I have been studying plasticity in stoneware bodies, as most know. I am finding some results that are making me question the accepted belief that plasticity equates to ease of throwing. Plasticity in general comes from the electrostatic charges on the clay particles; which changes as the body ages. I am looking for articles that specifically review the relation of sub micron ball clays, to the ease of throwing. I am trying to determine/figure out how mass plays a role in throwing.
Ron Roy and I had this discussion at NCECA; what is the cut-off point for large and intermediate mesh sizes, before those additions create a denser mass: which makes the clay harder to push around on a wheel. It is very common for stoneware bodies to have 80% total clay content, there are some even higher than that. So I still find myself questioning if mass is playing the larger role in determining if a clay is easier to push around? Not sure if I am articulating my thoughts correctly, but hopefully I have made the question clear enough.
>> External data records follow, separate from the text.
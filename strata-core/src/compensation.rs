//! Failure records and event re-delivery.
//!
//! Appending events is the commit point of a command; nothing after it is
//! rolled back. Deliveries that fail after the commit are kept as
//! [`ErrorRecord`]s in an [`ErrorRepository`], and an [`EventCompensator`]
//! later re-sends the affected streams from the event store.

use std::{
    collections::HashMap,
    sync::{Arc, RwLock},
};

use chrono::{DateTime, Utc};
use serde::{Deserialize, Serialize};
use thiserror::Error;
use tokio_stream::StreamExt as _;

use crate::{
    bus::{BusError, MessageBus},
    command::CommandStage,
    error::{ErrorCode, ErrorInfo, codes},
    event::DomainEventStream,
    id::{AggregateId, generate_id},
    message::{BoxFuture, COMPENSATION_ID_HEADER, Message},
    store::{EventStore, EventStreams, RangeError, TimeRange, VersionRange},
};

#[derive(Clone, Copy, Debug, PartialEq, Eq, Hash, Serialize, Deserialize)]
#[serde(rename_all = "SCREAMING_SNAKE_CASE")]
pub enum ErrorStatus {
    Pending,
    Resolved,
}

/// A failed delivery or publish, kept for operators and compensation.
#[derive(Clone, Debug, PartialEq, Eq, Serialize, Deserialize)]
pub struct ErrorRecord {
    pub id: String,
    pub aggregate_id: AggregateId,
    pub command_id: String,
    pub request_id: String,
    pub message_id: String,
    /// Subscriber or component that failed.
    pub processor: String,
    pub stage: Option<CommandStage>,
    pub error: ErrorInfo,
    /// Inclusive aggregate versions the failed message covered.
    pub version_range: Option<(u64, u64)>,
    pub create_time: DateTime<Utc>,
    pub status: ErrorStatus,
}

impl ErrorRecord {
    /// A pending record for a failure while handling `message`.
    pub fn from_message<M: Message>(
        processor: impl Into<String>,
        stage: Option<CommandStage>,
        message: &M,
        error: ErrorInfo,
    ) -> Self {
        Self {
            id: generate_id(),
            aggregate_id: message.aggregate_id().clone(),
            command_id: message.command_id().to_string(),
            request_id: message.request_id().to_string(),
            message_id: message.message_id().to_string(),
            processor: processor.into(),
            stage,
            error,
            version_range: message.version_range(),
            create_time: Utc::now(),
            status: ErrorStatus::Pending,
        }
    }

    #[must_use]
    pub fn is_pending(&self) -> bool {
        self.status == ErrorStatus::Pending
    }
}

/// Failure of an [`ErrorRepository`] backend.
#[derive(Debug, Error)]
#[error("error repository failure: {0}")]
pub struct ErrorRepositoryError(#[source] pub Box<dyn std::error::Error + Send + Sync>);

// ANCHOR: error_repository
/// Storage for [`ErrorRecord`]s.
///
/// Object safe so buses and processors can share one repository as
/// `Arc<dyn ErrorRepository>`.
pub trait ErrorRepository: Send + Sync {
    fn record(&self, record: ErrorRecord) -> BoxFuture<'_, Result<(), ErrorRepositoryError>>;

    fn get<'a>(
        &'a self,
        id: &'a str,
    ) -> BoxFuture<'a, Result<Option<ErrorRecord>, ErrorRepositoryError>>;

    /// Records not yet resolved, oldest first.
    fn pending(&self) -> BoxFuture<'_, Result<Vec<ErrorRecord>, ErrorRepositoryError>>;

    /// Mark a record resolved. Returns `false` if it does not exist.
    fn resolve<'a>(&'a self, id: &'a str) -> BoxFuture<'a, Result<bool, ErrorRepositoryError>>;
}
// ANCHOR_END: error_repository

/// In-memory [`ErrorRepository`].
#[derive(Clone, Debug, Default)]
pub struct InMemoryErrorRepository {
    records: Arc<RwLock<HashMap<String, ErrorRecord>>>,
}

impl InMemoryErrorRepository {
    #[must_use]
    pub fn new() -> Self {
        Self::default()
    }

    #[must_use]
    pub fn len(&self) -> usize {
        self.records
            .read()
            .expect("error repository lock poisoned")
            .len()
    }

    #[must_use]
    pub fn is_empty(&self) -> bool {
        self.len() == 0
    }
}

impl ErrorRepository for InMemoryErrorRepository {
    fn record(&self, record: ErrorRecord) -> BoxFuture<'_, Result<(), ErrorRepositoryError>> {
        tracing::debug!(
            record_id = %record.id,
            processor = %record.processor,
            aggregate_id = %record.aggregate_id,
            "error recorded"
        );
        self.records
            .write()
            .expect("error repository lock poisoned")
            .insert(record.id.clone(), record);
        Box::pin(std::future::ready(Ok(())))
    }

    fn get<'a>(
        &'a self,
        id: &'a str,
    ) -> BoxFuture<'a, Result<Option<ErrorRecord>, ErrorRepositoryError>> {
        let record = self
            .records
            .read()
            .expect("error repository lock poisoned")
            .get(id)
            .cloned();
        Box::pin(std::future::ready(Ok(record)))
    }

    fn pending(&self) -> BoxFuture<'_, Result<Vec<ErrorRecord>, ErrorRepositoryError>> {
        let mut pending: Vec<ErrorRecord> = self
            .records
            .read()
            .expect("error repository lock poisoned")
            .values()
            .filter(|record| record.is_pending())
            .cloned()
            .collect();
        pending.sort_by(|a, b| a.create_time.cmp(&b.create_time).then(a.id.cmp(&b.id)));
        Box::pin(std::future::ready(Ok(pending)))
    }

    fn resolve<'a>(&'a self, id: &'a str) -> BoxFuture<'a, Result<bool, ErrorRepositoryError>> {
        let found = self
            .records
            .write()
            .expect("error repository lock poisoned")
            .get_mut(id)
            .map(|record| record.status = ErrorStatus::Resolved)
            .is_some();
        Box::pin(std::future::ready(Ok(found)))
    }
}

#[derive(Debug, Error)]
pub enum CompensationError<StoreError>
where
    StoreError: std::error::Error + 'static,
{
    #[error("failed to load event streams: {0}")]
    Store(#[source] StoreError),
    #[error(transparent)]
    Bus(#[from] BusError),
    #[error(transparent)]
    Repository(#[from] ErrorRepositoryError),
    #[error(transparent)]
    Range(#[from] RangeError),
    #[error("error record `{0}` not found")]
    RecordNotFound(String),
    #[error("error record `{0}` has no version range to resend")]
    NoVersionRange(String),
}

impl<StoreError: std::error::Error + 'static> ErrorCode for CompensationError<StoreError> {
    fn error_code(&self) -> &str {
        match self {
            Self::Store(_) | Self::Repository(_) => codes::STORE_UNAVAILABLE,
            Self::Bus(e) => e.error_code(),
            Self::Range(e) => e.error_code(),
            Self::RecordNotFound(_) | Self::NoVersionRange(_) => codes::ILLEGAL_ARGUMENT,
        }
    }
}

/// Re-publishes persisted event streams.
///
/// Re-sent streams carry the [`COMPENSATION_ID_HEADER`] header so consumers
/// can tell a replay from the original delivery.
#[derive(Clone, Debug)]
pub struct EventCompensator<ES, EB> {
    store: ES,
    bus: EB,
}

impl<ES, EB> EventCompensator<ES, EB>
where
    ES: EventStore,
    EB: MessageBus<DomainEventStream>,
{
    pub const fn new(store: ES, bus: EB) -> Self {
        Self { store, bus }
    }

    /// Re-send the streams of `aggregate_id` within `range`.
    ///
    /// Returns the number of streams sent.
    ///
    /// # Errors
    ///
    /// Returns [`CompensationError::Store`] if loading fails and
    /// [`CompensationError::Bus`] if the bus refuses a stream.
    #[tracing::instrument(skip(self, aggregate_id), fields(aggregate_id = %aggregate_id))]
    pub async fn resend(
        &self,
        aggregate_id: &AggregateId,
        range: VersionRange,
        compensation_id: &str,
    ) -> Result<usize, CompensationError<ES::Error>> {
        self.send_all(self.store.load(aggregate_id, range), compensation_id)
            .await
    }

    /// Re-send the streams of `aggregate_id` created within `range`.
    ///
    /// # Errors
    ///
    /// See [`resend`](Self::resend).
    #[tracing::instrument(skip(self, aggregate_id), fields(aggregate_id = %aggregate_id))]
    pub async fn resend_by_time(
        &self,
        aggregate_id: &AggregateId,
        range: TimeRange,
        compensation_id: &str,
    ) -> Result<usize, CompensationError<ES::Error>> {
        self.send_all(self.store.load_by_time(aggregate_id, range), compensation_id)
            .await
    }

    /// Re-send what the record `record_id` failed to deliver, then mark it
    /// resolved.
    ///
    /// # Errors
    ///
    /// Returns [`CompensationError::RecordNotFound`] or
    /// [`CompensationError::NoVersionRange`] for unusable records, plus the
    /// errors of [`resend`](Self::resend).
    pub async fn compensate(
        &self,
        errors: &dyn ErrorRepository,
        record_id: &str,
    ) -> Result<usize, CompensationError<ES::Error>> {
        let record = errors
            .get(record_id)
            .await?
            .ok_or_else(|| CompensationError::RecordNotFound(record_id.to_string()))?;
        let (head, tail) = record
            .version_range
            .ok_or_else(|| CompensationError::NoVersionRange(record_id.to_string()))?;
        let range = VersionRange::new(head, tail)?;

        let sent = self.resend(&record.aggregate_id, range, &record.id).await?;
        errors.resolve(&record.id).await?;
        tracing::info!(record_id, sent, "error record compensated");
        Ok(sent)
    }

    async fn send_all(
        &self,
        mut streams: EventStreams<'_, ES::Error>,
        compensation_id: &str,
    ) -> Result<usize, CompensationError<ES::Error>> {
        let mut sent = 0;
        while let Some(stream) = streams.next().await {
            let mut stream = stream.map_err(CompensationError::Store)?;
            stream
                .header
                .insert(COMPENSATION_ID_HEADER.to_string(), compensation_id.to_string());
            tracing::debug!(version = stream.version, "resending stream");
            // Fire and forget: failures are recorded again by the bus.
            let _delivery = self.bus.send(stream).await?;
            sent += 1;
        }
        Ok(sent)
    }
}

#[cfg(test)]
mod tests {
    use std::sync::Mutex;

    use serde_json::json;

    use super::*;
    use crate::{
        bus::{HandlerError, InMemoryBus, Subscription},
        id::NamedAggregate,
        store::inmemory,
    };

    fn id() -> AggregateId {
        NamedAggregate::new("sales", "order").aggregate_id("o-1")
    }

    fn stream(version: u64) -> DomainEventStream {
        DomainEventStream::builder(id(), version)
            .request_id(format!("req-{version}"))
            .build(vec![("changed".into(), json!({ "v": version }))])
            .unwrap()
    }

    async fn seeded_store() -> inmemory::Store {
        let store = inmemory::Store::new();
        for version in 1..=4 {
            store.append(&stream(version)).await.unwrap();
        }
        store
    }

    #[tokio::test]
    async fn repository_tracks_pending_and_resolved() {
        let errors = InMemoryErrorRepository::new();
        let record = ErrorRecord::from_message(
            "projector",
            Some(CommandStage::Projected),
            &stream(2),
            ErrorInfo::new("Broken", "down"),
        );
        assert_eq!(record.version_range, Some((2, 2)));
        assert_eq!(record.request_id, "req-2");
        errors.record(record.clone()).await.unwrap();

        assert_eq!(errors.pending().await.unwrap(), vec![record.clone()]);
        assert!(errors.resolve(&record.id).await.unwrap());
        assert!(errors.pending().await.unwrap().is_empty());
        assert!(!errors.resolve("missing").await.unwrap());
        assert_eq!(
            errors.get(&record.id).await.unwrap().unwrap().status,
            ErrorStatus::Resolved
        );
    }

    #[tokio::test]
    async fn resend_publishes_the_range_with_compensation_header() {
        let store = seeded_store().await;
        let bus = InMemoryBus::<DomainEventStream>::default();
        let seen = Arc::new(Mutex::new(Vec::new()));
        let sink = Arc::clone(&seen);
        let handle = bus
            .subscribe(Subscription::new("replay"), move |stream: DomainEventStream| {
                sink.lock().unwrap().push((
                    stream.version,
                    stream.header.get(COMPENSATION_ID_HEADER).cloned(),
                ));
                std::future::ready(Ok::<_, HandlerError>(()))
            })
            .unwrap();

        let compensator = EventCompensator::new(store, bus.clone());
        let sent = compensator
            .resend(&id(), VersionRange::new(2, 3).unwrap(), "comp-1")
            .await
            .unwrap();
        assert_eq!(sent, 2);

        for _ in 0..200 {
            if seen.lock().unwrap().len() == 2 {
                break;
            }
            tokio::time::sleep(std::time::Duration::from_millis(5)).await;
        }
        handle.stop().await.unwrap();
        let seen = seen.lock().unwrap().clone();
        assert_eq!(
            seen,
            vec![(2, Some("comp-1".to_string())), (3, Some("comp-1".to_string()))]
        );
    }

    #[tokio::test]
    async fn compensate_resends_and_resolves_the_record() {
        let store = seeded_store().await;
        let errors = InMemoryErrorRepository::new();
        let record = ErrorRecord::from_message(
            "projector",
            None,
            &stream(3),
            ErrorInfo::new("Broken", "down"),
        );
        errors.record(record.clone()).await.unwrap();

        let compensator = EventCompensator::new(store, crate::bus::NoBus);
        assert_eq!(compensator.compensate(&errors, &record.id).await.unwrap(), 1);
        assert!(errors.pending().await.unwrap().is_empty());

        let err = compensator.compensate(&errors, "missing").await.unwrap_err();
        assert!(matches!(err, CompensationError::RecordNotFound(_)));
    }

    #[tokio::test]
    async fn resend_by_time_covers_everything_so_far() {
        let store = seeded_store().await;
        let compensator = EventCompensator::new(store, crate::bus::NoBus);
        let range = TimeRange::new(Utc::now() - chrono::Duration::hours(1), Utc::now()).unwrap();
        assert_eq!(
            compensator.resend_by_time(&id(), range, "comp-2").await.unwrap(),
            4
        );
    }
}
As a comparison: everyone knows how easily porcelain moves around when thrown. The most common analogy is that it throws like cream cheese. That is because porcelain in general has 25% silica, and 25% feldspar; which has much less mass than fire clay. One of the major differences is mass: stoneware has more clay content; and much larger particle sizes. I have tested this theory by adding V-gum and macaloid to high percentage formulas of fire clay/intermediate clay. These additions are not the norm; solely done to test if plasticity is the determining factor in ease of throwing.